A: [Raymond S. Moore] Harold McCurdy, a distinguished psychologist from the University of North Carolina and a leading student of genius, says that genius is derived from the experience of children being most of the time with adults and very little with their peers. So when you start assembling children in very large numbers for long periods of time, you are on the wrong course for producing strong character and intellect. The more children around your child, the fewer meaningful human contacts he will have.
Let me give you another example, the matter of adult responses. John Goodlad, Graduate Dean of Education at UCLA, came out with an article in the Phi Delta Kappan in March, 1983. He did a comparison of over a thousand schools and found that the average amount of time spent in person-to-person responses between teachers and students amounted to seven minutes a day.

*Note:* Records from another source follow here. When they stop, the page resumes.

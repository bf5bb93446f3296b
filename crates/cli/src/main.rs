use doudizhu_autoplay::Pilot;
use doudizhu_core::{Card, Event, EventBus, Phase, Round, Seat};
use std::io::{self, BufRead, Write};

#[derive(Debug, Clone, Copy)]
struct CliOptions {
    seed: u64,
    auto: bool,
}

fn parse_args() -> CliOptions {
    let mut opts = CliOptions {
        seed: 0xD1D2,
        auto: false,
    };
    let mut args = std::env::args().skip(1);
    while let Some(arg) = args.next() {
        match arg.as_str() {
            "--auto" => opts.auto = true,
            "--seed" => {
                if let Some(value) = args.next() {
                    if let Ok(seed) = value.parse() {
                        opts.seed = seed;
                    }
                }
            }
            "--help" | "-h" => {
                print_usage();
                std::process::exit(0);
            }
            other => {
                eprintln!("unknown argument: {other}");
                print_usage();
                std::process::exit(2);
            }
        }
    }
    opts
}

fn print_usage() {
    println!("usage: doudizhu-cli [--seed N] [--auto]");
    println!("  --seed N  deterministic shuffle seed");
    println!("  --auto    let the pilot play all three seats");
}

fn seat_label(seat: Seat) -> &'static str {
    match seat {
        Seat::Left => "west",
        Seat::Bottom => "you",
        Seat::Right => "east",
    }
}

fn format_cards(cards: &[Card]) -> String {
    cards
        .iter()
        .map(|card| card.to_string())
        .collect::<Vec<_>>()
        .join(" ")
}

fn report(events: &mut EventBus) {
    for event in events.drain() {
        match event {
            Event::PhaseChanged { .. } => {}
            Event::Dealt { counts, bottom } => {
                println!("* dealt {counts:?} cards, {bottom} in the bottom");
            }
            Event::BidPlaced { seat, called } => {
                let verb = if called { "calls landlord" } else { "declines" };
                println!("* {} {verb}", seat_label(seat));
            }
            Event::LandlordAssigned { seat } => {
                println!("* {} is the provisional landlord", seat_label(seat));
            }
            Event::BiddingRestarted => println!("* nobody called, re-dealing"),
            Event::BottomTaken { seat, cards } => {
                println!(
                    "* {} takes the bottom: {}",
                    seat_label(seat),
                    format_cards(&cards)
                );
            }
            Event::CardsPlayed {
                seat,
                kind,
                count,
                remaining,
            } => {
                println!(
                    "* {} plays {} ({count} cards, {remaining} left)",
                    seat_label(seat),
                    kind.id()
                );
            }
            Event::TurnPassed { seat } => println!("* {} passes", seat_label(seat)),
            Event::TrickCleared { leader } => {
                println!("* trick cleared, {} leads", seat_label(leader));
            }
            Event::RoundOver {
                winner,
                landlord_won,
            } => {
                let side = if landlord_won {
                    "the landlord wins"
                } else {
                    "the farmers win"
                };
                println!("* {} goes out, {side}", seat_label(winner));
            }
        }
    }
}

fn print_hand(round: &Round) {
    let hand = round.context().player(Seat::Bottom).hand();
    let indexed: Vec<String> = hand
        .iter()
        .enumerate()
        .map(|(i, card)| format!("{i}:{card}"))
        .collect();
    println!("hand: {}", indexed.join(" "));
}

fn print_table(round: &Round) {
    let table = &round.context().table;
    if table.is_empty() {
        println!("table: empty, you lead");
    } else {
        println!(
            "table: {} ({})",
            format_cards(table),
            doudizhu_core::classify(table).id()
        );
    }
}

fn print_help() {
    println!("commands:");
    println!("  bid y|n       call or decline the landlord");
    println!("  play I I ..   play the cards at these hand indices");
    println!("  pass          pass the turn");
    println!("  hand          show your hand with indices");
    println!("  table         show the hand on the table");
    println!("  snapshot      dump the table state as JSON");
    println!("  trace         dump the pilot's decisions as JSON lines");
    println!("  quit          leave the game");
}

/// Returns false when the player quits or stdin closes.
fn human_turn(
    round: &mut Round,
    events: &mut EventBus,
    pilot: &Pilot,
    lines: &mut impl Iterator<Item = io::Result<String>>,
) -> bool {
    let bidding = round.phase() == Phase::Bidding;
    print_hand(round);
    if !bidding {
        print_table(round);
    }
    loop {
        print!("> ");
        let _ = io::stdout().flush();
        let Some(Ok(line)) = lines.next() else {
            return false;
        };
        let mut parts = line.split_whitespace();
        let command = parts.next().unwrap_or("");
        match command {
            "" => {}
            "help" | "?" => print_help(),
            "hand" => print_hand(round),
            "table" => print_table(round),
            "snapshot" => match serde_json::to_string_pretty(&round.snapshot()) {
                Ok(json) => println!("{json}"),
                Err(err) => println!("snapshot failed: {err}"),
            },
            "trace" => match pilot.trace.to_jsonl() {
                Ok(jsonl) => print!("{jsonl}"),
                Err(err) => println!("trace failed: {err}"),
            },
            "bid" => {
                let answer = parts.next().unwrap_or("");
                let call = matches!(answer, "y" | "yes");
                if !call && !matches!(answer, "n" | "no") {
                    println!("bid expects y or n");
                    continue;
                }
                match round.submit_bid(Seat::Bottom, call, events) {
                    Ok(()) => return true,
                    Err(err) => println!("rejected: {err}"),
                }
            }
            "play" => {
                let hand = round.context().player(Seat::Bottom).hand().to_vec();
                let mut indices: Vec<usize> =
                    parts.filter_map(|part| part.parse().ok()).collect();
                indices.sort_unstable();
                indices.dedup();
                let cards: Vec<Card> = indices
                    .iter()
                    .filter_map(|&index| hand.get(index).copied())
                    .collect();
                if cards.len() != indices.len() || cards.is_empty() {
                    println!("play expects valid hand indices, see `hand`");
                    continue;
                }
                match round.submit_play(Seat::Bottom, &cards, events) {
                    Ok(kind) => {
                        println!("you play {} ({})", format_cards(&cards), kind.id());
                        return true;
                    }
                    Err(err) => println!("rejected: {err}"),
                }
            }
            "pass" => match round.submit_pass(Seat::Bottom, events) {
                Ok(()) => return true,
                Err(err) => println!("rejected: {err}"),
            },
            "quit" | "exit" => return false,
            other => println!("unknown command: {other} (try `help`)"),
        }
    }
}

fn main() {
    let opts = parse_args();
    println!("dou dizhu, seed {}", opts.seed);
    let mut round = Round::new(opts.seed);
    let mut events = EventBus::default();
    let mut pilot = Pilot::default();
    let stdin = io::stdin();
    let mut lines = stdin.lock().lines();

    loop {
        round.advance_until_stable(&mut events);
        report(&mut events);
        match round.phase() {
            Phase::End => break,
            Phase::Bidding | Phase::PlayerTurn => {}
            other => {
                eprintln!("engine settled in unexpected phase {other:?}");
                break;
            }
        }
        let Some(seat) = round.context().active else {
            break;
        };
        if seat == Seat::Bottom && !opts.auto {
            if !human_turn(&mut round, &mut events, &pilot, &mut lines) {
                println!("bye");
                return;
            }
        } else if let Err(err) = pilot.act(&mut round, &mut events) {
            eprintln!("pilot error: {err}");
            break;
        }
        report(&mut events);
    }
    report(&mut events);
    if let Some(landlord_won) = round.context().landlord_won() {
        let outcome = if landlord_won { "landlord" } else { "farmers" };
        println!("result: {outcome} side wins");
    }
}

I doesn’t take much to see that if your child is one of 20, 25, 30 or maybe more youngsters in a classroom and the teacher is giving only seven minutes a day in responses, that your child is lucky if he gets spoken to once a day. If he is an aggressive or misbehaving child, he might get more attention. But when a child is home with his mother, he may get one, two, three hundred answers to his questions and ideas a day. So you can see right there where we are in terms of the sheer potential there is for the stimulation of intellect in a home.